JAKARTA (Reuters) – For many Indonesians, investment banker-turned-minister Ignasius Jonan is the man who made trains run on time.
Months after being handed the mining portfolio, the minister notched up a bigger victory; securing majority local ownership of Grasberg – one of the world’s biggest gold and copper mines – following months of difficult negotiations with U.S. giant Freeport-McMoRan Inc.
Foreign control of mines has been sore point for many Indonesians, who view it as a legacy of an authoritarian past when a ruling elite cut sweetheart deals to carve up precious resources.
The framework agreement with Freeport on Aug 29 was seen as a victory for Indonesia and a political win for President Joko Widodo as the U.S.-based company agreed, among other measures, to cut its mine ownership from more than 90 percent to below 50 percent in favor of Indonesian owners.
The deal showed other multi-nationals in the sector Jakarta intended to wrestle back mine ownership, part of the motivation behind a mining law introduced in 2009 that targets the replacement of mining contracts with a new mining permit system, scaling back miners’ legal rights over their operations.

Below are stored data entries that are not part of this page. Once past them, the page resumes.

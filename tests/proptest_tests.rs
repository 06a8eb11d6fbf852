#![allow(clippy::cast_possible_truncation, clippy::cast_possible_wrap)]

use futures::TryStreamExt;
use mongodb::bson::{Bson, Document, doc};
use proptest::prelude::*;

use airbnb_madrid::adapters::memory::MemoryStore;
use airbnb_madrid::domain::filter::Filter;
use airbnb_madrid::domain::listing::RoomType;
use airbnb_madrid::domain::pipeline::Pipeline;
use airbnb_madrid::domain::query::FindQuery;
use airbnb_madrid::domain::schema::validate_document;
use airbnb_madrid::domain::value::{as_integer, compare};
use airbnb_madrid::import::{RowCleaner, sample_indices};
use airbnb_madrid::repository::ListingRepository;

// ---------------------------------------------------------------------------
// Strategies
// ---------------------------------------------------------------------------

const HOODS: [&str; 4] = ["Centro", "Retiro", "Salamanca", "Chamberí"];

fn arb_listing() -> impl Strategy<Value = Document> {
    (
        "[A-Za-z ]{1,20}",
        0.0..2000.0_f64,
        prop::sample::select(HOODS.to_vec()),
        prop::sample::select(RoomType::ALL.to_vec()),
        0..=365_i32,
    )
        .prop_map(|(name, price, hood, room, availability)| {
            doc! {
                "name": name,
                "price": price,
                "neighbourhood": hood,
                "room_type": room.as_str(),
                "availability_365": availability,
            }
        })
}

fn arb_filter() -> impl Strategy<Value = Filter> {
    let leaf = prop_oneof![
        prop::sample::select(HOODS.to_vec()).prop_map(|h| Filter::eq("neighbourhood", h)),
        (0.0..2000.0_f64).prop_map(|p| Filter::lt("price", p)),
        (0.0..2000.0_f64).prop_map(|p| Filter::gte("price", p)),
        prop::sample::select(RoomType::ALL.to_vec()).prop_map(|r| Filter::ne("room_type", r)),
        Just(Filter::eq("availability_365", 0)),
    ];
    leaf.prop_recursive(2, 8, 3, |inner| {
        prop_oneof![
            (inner.clone(), inner.clone()).prop_map(|(a, b)| a.and(b)),
            prop::collection::vec(inner, 1..3).prop_map(Filter::or),
        ]
    })
}

fn runtime() -> tokio::runtime::Runtime {
    tokio::runtime::Builder::new_current_thread()
        .build()
        .unwrap()
}

async fn seeded(docs: Vec<Document>) -> ListingRepository {
    let repo = ListingRepository::new(std::sync::Arc::new(MemoryStore::with_validator(
        "airbnb_madrid",
        "listings",
    )));
    repo.create_many(docs).await.unwrap();
    repo
}

// ---------------------------------------------------------------------------
// Query properties
// ---------------------------------------------------------------------------

proptest! {
    #[test]
    fn count_matches_find_length(
        docs in prop::collection::vec(arb_listing(), 0..30),
        filter in arb_filter(),
    ) {
        let (counted, found) = runtime().block_on(async {
            let repo = seeded(docs).await;
            let counted = repo.count(&filter).await.unwrap();
            let found: Vec<Document> = repo
                .find(&FindQuery::new(filter.clone()))
                .await
                .unwrap()
                .try_collect()
                .await
                .unwrap();
            (counted, found.len())
        });
        prop_assert_eq!(counted as usize, found);
    }

    #[test]
    fn filter_survives_a_document_round_trip(filter in arb_filter()) {
        let reparsed = Filter::from_document(&filter.to_document()).unwrap();
        prop_assert_eq!(reparsed.to_document(), filter.to_document());
    }

    #[test]
    fn price_range_results_are_sorted_and_bounded(
        docs in prop::collection::vec(arb_listing(), 0..30),
        a in 0.0..2000.0_f64,
        b in 0.0..2000.0_f64,
    ) {
        let (min, max) = if a <= b { (a, b) } else { (b, a) };
        let hits = runtime().block_on(async {
            seeded(docs).await.find_by_price_range(min, max, 0).await.unwrap()
        });
        let prices: Vec<f64> = hits.iter().map(|d| d.get_f64("price").unwrap()).collect();
        prop_assert!(prices.iter().all(|p| (min..=max).contains(p)));
        prop_assert!(prices.windows(2).all(|w| w[0] <= w[1]));
    }

    #[test]
    fn delete_removes_exactly_the_matches(
        docs in prop::collection::vec(arb_listing(), 0..30),
        filter in arb_filter(),
    ) {
        let (total, matched, deleted, left) = runtime().block_on(async {
            let repo = seeded(docs).await;
            let total = repo.total_listings().await.unwrap();
            let matched = repo.count(&filter).await.unwrap();
            let deleted = repo.delete(&filter).await.unwrap();
            let left = repo.total_listings().await.unwrap();
            (total, matched, deleted, left)
        });
        prop_assert_eq!(matched, deleted);
        prop_assert_eq!(left, total - deleted);
    }
}

// ---------------------------------------------------------------------------
// Validator
// ---------------------------------------------------------------------------

proptest! {
    #[test]
    fn generated_listings_are_valid(doc in arb_listing()) {
        prop_assert!(validate_document(&doc).is_ok());
    }

    #[test]
    fn negative_prices_are_rejected(price in -1.0e9..-1.0e-9_f64) {
        let doc = doc! { "name": "x", "price": price };
        prop_assert!(validate_document(&doc).is_err());
    }

    #[test]
    fn availability_outside_a_year_is_rejected(days in prop_oneof![i32::MIN..0, 366..i32::MAX]) {
        let doc = doc! { "name": "x", "price": 1, "availability_365": days };
        prop_assert!(validate_document(&doc).is_err());
    }

    #[test]
    fn unknown_room_types_are_rejected(label in "[a-z ]{0,16}") {
        prop_assume!(RoomType::parse(&label).is_none());
        let doc = doc! { "name": "x", "price": 1, "room_type": label };
        prop_assert!(validate_document(&doc).is_err());
    }
}

// ---------------------------------------------------------------------------
// Parsers never panic
// ---------------------------------------------------------------------------

proptest! {
    #[test]
    fn filter_from_json_never_panics(text in "\\PC{0,64}") {
        let _ = Filter::from_json(&text);
    }

    #[test]
    fn pipeline_from_json_never_panics(text in "\\PC{0,64}") {
        let _ = Pipeline::from_json(&text);
    }

    #[test]
    fn skip_and_limit_render_back(limit in 1_u64..1000, skip in 0_u64..1000) {
        let json = format!(r#"[{{"$skip": {skip}}}, {{"$limit": {limit}}}]"#);
        let rendered = Pipeline::from_json(&json).unwrap().to_documents();
        prop_assert_eq!(rendered.len(), 2);
        prop_assert_eq!(rendered[0].get("$skip").and_then(as_integer), Some(skip as i64));
        prop_assert_eq!(rendered[1].get("$limit").and_then(as_integer), Some(limit as i64));
    }

    #[test]
    fn row_cleaner_never_panics(cells in prop::collection::vec("\\PC{0,12}", 5)) {
        let headers = csv::StringRecord::from(vec!["name", "price", "latitude", "longitude", "last_review"]);
        let row = csv::StringRecord::from(cells);
        if let Some(doc) = RowCleaner::new(false).clean(&headers, &row) {
            prop_assert!(doc.get("price").is_some_and(|p| matches!(p, Bson::Double(_))));
        }
    }
}

// ---------------------------------------------------------------------------
// Sampling and ordering
// ---------------------------------------------------------------------------

proptest! {
    #[test]
    fn sample_indices_are_sorted_unique_and_in_range(len in 0_usize..500, amount in 0_usize..600) {
        let picked = sample_indices(len, amount);
        let expected = if amount == 0 { len } else { amount.min(len) };
        prop_assert_eq!(picked.len(), expected);
        prop_assert!(picked.windows(2).all(|w| w[0] < w[1]));
        prop_assert!(picked.iter().all(|&i| i < len));
    }

    #[test]
    fn compare_orders_numbers_across_types(a in any::<i32>(), b in -1.0e10..1.0e10_f64) {
        let ord = compare(&Bson::Int32(a), &Bson::Double(b));
        prop_assert_eq!(Some(ord), f64::from(a).partial_cmp(&b));
    }
}
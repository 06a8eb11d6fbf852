//! Helpers for reading and comparing BSON values the way the document store does.

use std::cmp::Ordering;

use mongodb::bson::{Bson, Document};

use crate::error::{ListingsError, Result};

/// Numeric view of a BSON value; `None` for anything that is not a number.
pub fn as_number(value: &Bson) -> Option<f64> {
    match value {
        Bson::Double(v) => Some(*v),
        Bson::Int32(v) => Some(f64::from(*v)),
        #[allow(clippy::cast_precision_loss)]
        Bson::Int64(v) => Some(*v as f64),
        _ => None,
    }
}

/// Integral view of a BSON value. Doubles qualify when they have no fractional part.
pub fn as_integer(value: &Bson) -> Option<i64> {
    match value {
        Bson::Int32(v) => Some(i64::from(*v)),
        Bson::Int64(v) => Some(*v),
        #[allow(clippy::cast_possible_truncation)]
        Bson::Double(v) if v.is_finite() && v.fract() == 0.0 => Some(*v as i64),
        _ => None,
    }
}

/// `$inc` arithmetic: integers stay integers, widening to 64 bits on overflow.
/// `None` when either side is not a number.
pub fn add_numbers(current: &Bson, by: &Bson) -> Option<Bson> {
    Some(match (current, by) {
        (Bson::Int32(a), Bson::Int32(b)) => a
            .checked_add(*b)
            .map_or(Bson::Int64(i64::from(*a) + i64::from(*b)), Bson::Int32),
        (Bson::Int32(a), Bson::Int64(b)) => Bson::Int64(i64::from(*a).saturating_add(*b)),
        (Bson::Int64(a), Bson::Int32(b)) => Bson::Int64(a.saturating_add(i64::from(*b))),
        (Bson::Int64(a), Bson::Int64(b)) => Bson::Int64(a.saturating_add(*b)),
        #[allow(clippy::cast_precision_loss)]
        (Bson::Double(a), other) | (other, Bson::Double(a)) => {
            let b = match other {
                Bson::Double(v) => *v,
                Bson::Int32(v) => f64::from(*v),
                Bson::Int64(v) => *v as f64,
                _ => return None,
            };
            Bson::Double(a + b)
        }
        _ => return None,
    })
}

/// Resolves a dotted path (`location.coordinates.0`) inside a document.
pub fn get_path<'a>(doc: &'a Document, path: &str) -> Option<&'a Bson> {
    let mut segments = path.split('.');
    let mut current = doc.get(segments.next()?)?;
    for segment in segments {
        current = match current {
            Bson::Document(inner) => inner.get(segment)?,
            Bson::Array(items) => items.get(segment.parse::<usize>().ok()?)?,
            _ => return None,
        };
    }
    Some(current)
}

/// Writes `value` at a dotted path, creating intermediate documents as needed.
/// Returns `false` when an intermediate segment exists but is not a document.
pub fn set_path(doc: &mut Document, path: &str, value: Bson) -> bool {
    match path.split_once('.') {
        None => {
            doc.insert(path, value);
            true
        }
        Some((head, rest)) => {
            if !doc.contains_key(head) {
                doc.insert(head, Document::new());
            }
            match doc.get_mut(head) {
                Some(Bson::Document(inner)) => set_path(inner, rest, value),
                _ => false,
            }
        }
    }
}

/// Removes the value at a dotted path, if present.
pub fn remove_path(doc: &mut Document, path: &str) -> Option<Bson> {
    match path.split_once('.') {
        None => doc.remove(path),
        Some((head, rest)) => match doc.get_mut(head) {
            Some(Bson::Document(inner)) => remove_path(inner, rest),
            _ => None,
        },
    }
}

fn type_rank(value: &Bson) -> u8 {
    match value {
        Bson::MinKey => 0,
        Bson::Null | Bson::Undefined => 1,
        Bson::Double(_) | Bson::Int32(_) | Bson::Int64(_) | Bson::Decimal128(_) => 2,
        Bson::String(_) | Bson::Symbol(_) => 3,
        Bson::Document(_) => 4,
        Bson::Array(_) => 5,
        Bson::Binary(_) => 6,
        Bson::ObjectId(_) => 7,
        Bson::Boolean(_) => 8,
        Bson::DateTime(_) => 9,
        Bson::Timestamp(_) => 10,
        Bson::RegularExpression(_) => 11,
        Bson::MaxKey => 13,
        _ => 12,
    }
}

/// Total order over BSON values: type bracket first, then value.
pub fn compare(a: &Bson, b: &Bson) -> Ordering {
    let rank = type_rank(a).cmp(&type_rank(b));
    if rank != Ordering::Equal {
        return rank;
    }
    match (a, b) {
        (Bson::String(x), Bson::String(y)) => x.cmp(y),
        (Bson::Boolean(x), Bson::Boolean(y)) => x.cmp(y),
        (Bson::DateTime(x), Bson::DateTime(y)) => x.timestamp_millis().cmp(&y.timestamp_millis()),
        (Bson::ObjectId(x), Bson::ObjectId(y)) => x.bytes().cmp(&y.bytes()),
        (Bson::Array(x), Bson::Array(y)) => compare_sequences(x.iter(), y.iter()),
        (Bson::Document(x), Bson::Document(y)) => compare_sequences(x.values(), y.values()),
        _ => match (as_number(a), as_number(b)) {
            (Some(x), Some(y)) => x.partial_cmp(&y).unwrap_or(Ordering::Equal),
            _ => Ordering::Equal,
        },
    }
}

fn compare_sequences<'a>(
    mut left: impl Iterator<Item = &'a Bson>,
    mut right: impl Iterator<Item = &'a Bson>,
) -> Ordering {
    loop {
        match (left.next(), right.next()) {
            (None, None) => return Ordering::Equal,
            (None, Some(_)) => return Ordering::Less,
            (Some(_), None) => return Ordering::Greater,
            (Some(x), Some(y)) => {
                let ord = compare(x, y);
                if ord != Ordering::Equal {
                    return ord;
                }
            }
        }
    }
}

/// Range operators only compare values of the same type bracket.
pub fn comparable(a: &Bson, b: &Bson) -> bool {
    type_rank(a) == type_rank(b)
}

/// Equality with numeric types compared by value (`75` == `75.0`).
pub fn values_equal(a: &Bson, b: &Bson) -> bool {
    type_rank(a) == type_rank(b) && compare(a, b) == Ordering::Equal
}

/// Parses relaxed or canonical extended JSON (`{"$oid": ...}`, `{"$date": ...}`).
pub fn parse_json(text: &str) -> Result<Bson> {
    let json: serde_json::Value = serde_json::from_str(text)
        .map_err(|e| ListingsError::query(format!("malformed JSON: {e}")))?;
    Bson::try_from(json).map_err(|e| ListingsError::query(format!("malformed extended JSON: {e}")))
}

/// Parses a JSON object into a document.
pub fn parse_json_document(text: &str) -> Result<Document> {
    match parse_json(text)? {
        Bson::Document(doc) => Ok(doc),
        other => Err(ListingsError::query(format!(
            "expected a JSON object, got {}",
            type_name(&other)
        ))),
    }
}

/// Short human name of a BSON type, used in validation messages.
pub fn type_name(value: &Bson) -> &'static str {
    match value {
        Bson::Double(_) => "double",
        Bson::Int32(_) => "int",
        Bson::Int64(_) => "long",
        Bson::Decimal128(_) => "decimal",
        Bson::String(_) => "string",
        Bson::Document(_) => "object",
        Bson::Array(_) => "array",
        Bson::Boolean(_) => "bool",
        Bson::Null => "null",
        Bson::ObjectId(_) => "objectId",
        Bson::DateTime(_) => "date",
        _ => "other",
    }
}
//! Data-access layer over a [`ListingStore`]. Everything that writes goes
//! through the listing validator here before reaching the store.

use std::sync::Arc;

use futures::stream::BoxStream;
use futures::{StreamExt, TryStreamExt};
use mongodb::bson::{Bson, DateTime, Document};

use crate::domain::analytics::{
    NeighbourhoodPriceStats, RoomTypeCount, price_stats_pipeline, room_type_count_pipeline,
};
use crate::domain::filter::Filter;
use crate::domain::geo::GeoPoint;
use crate::domain::listing::{Listing, ListingId, RoomType, ensure_object_id};
use crate::domain::pipeline::{Pipeline, SortKey};
use crate::domain::query::FindQuery;
use crate::domain::schema::{self, fields};
use crate::domain::value::{add_numbers, get_path};
use crate::error::{ListingsError, Result};
use crate::ports::listing_store::{CollectionStats, DocumentStream, ListingStore};

pub const CREATED_AT: &str = "created_at";
pub const UPDATED_AT: &str = "updated_at";

/// A document `create_many` refused, by position in the input.
#[derive(Debug)]
pub struct RejectedDocument {
    pub index: usize,
    pub error: ListingsError,
}

#[derive(Debug, Default)]
pub struct BulkInsertReport {
    pub inserted: Vec<ListingId>,
    pub rejected: Vec<RejectedDocument>,
}

impl BulkInsertReport {
    pub fn inserted_count(&self) -> usize {
        self.inserted.len()
    }

    pub fn rejected_count(&self) -> usize {
        self.rejected.len()
    }
}

impl std::fmt::Display for BulkInsertReport {
    fn fmt(&self, f: &mut std::fmt::Formatter<'_>) -> std::fmt::Result {
        write!(
            f,
            "{} inserted, {} rejected",
            self.inserted.len(),
            self.rejected.len()
        )
    }
}

#[derive(Clone)]
pub struct ListingRepository {
    store: Arc<dyn ListingStore>,
    record_timestamps: bool,
}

Jonan, Freeport Indonesia and Freeport McMoRan declined to comment for this story.
The 54-year-old Jonan knew little about the resources sector when he took the mines portfolio, but Widodo saw the qualities he needed to lead the negotiations – a brash but principled negotiator with resolve to get the job done. The former banker had overhauled the state rail company, expanding and improving the Dutch colonial-era rail network, including its time keeping.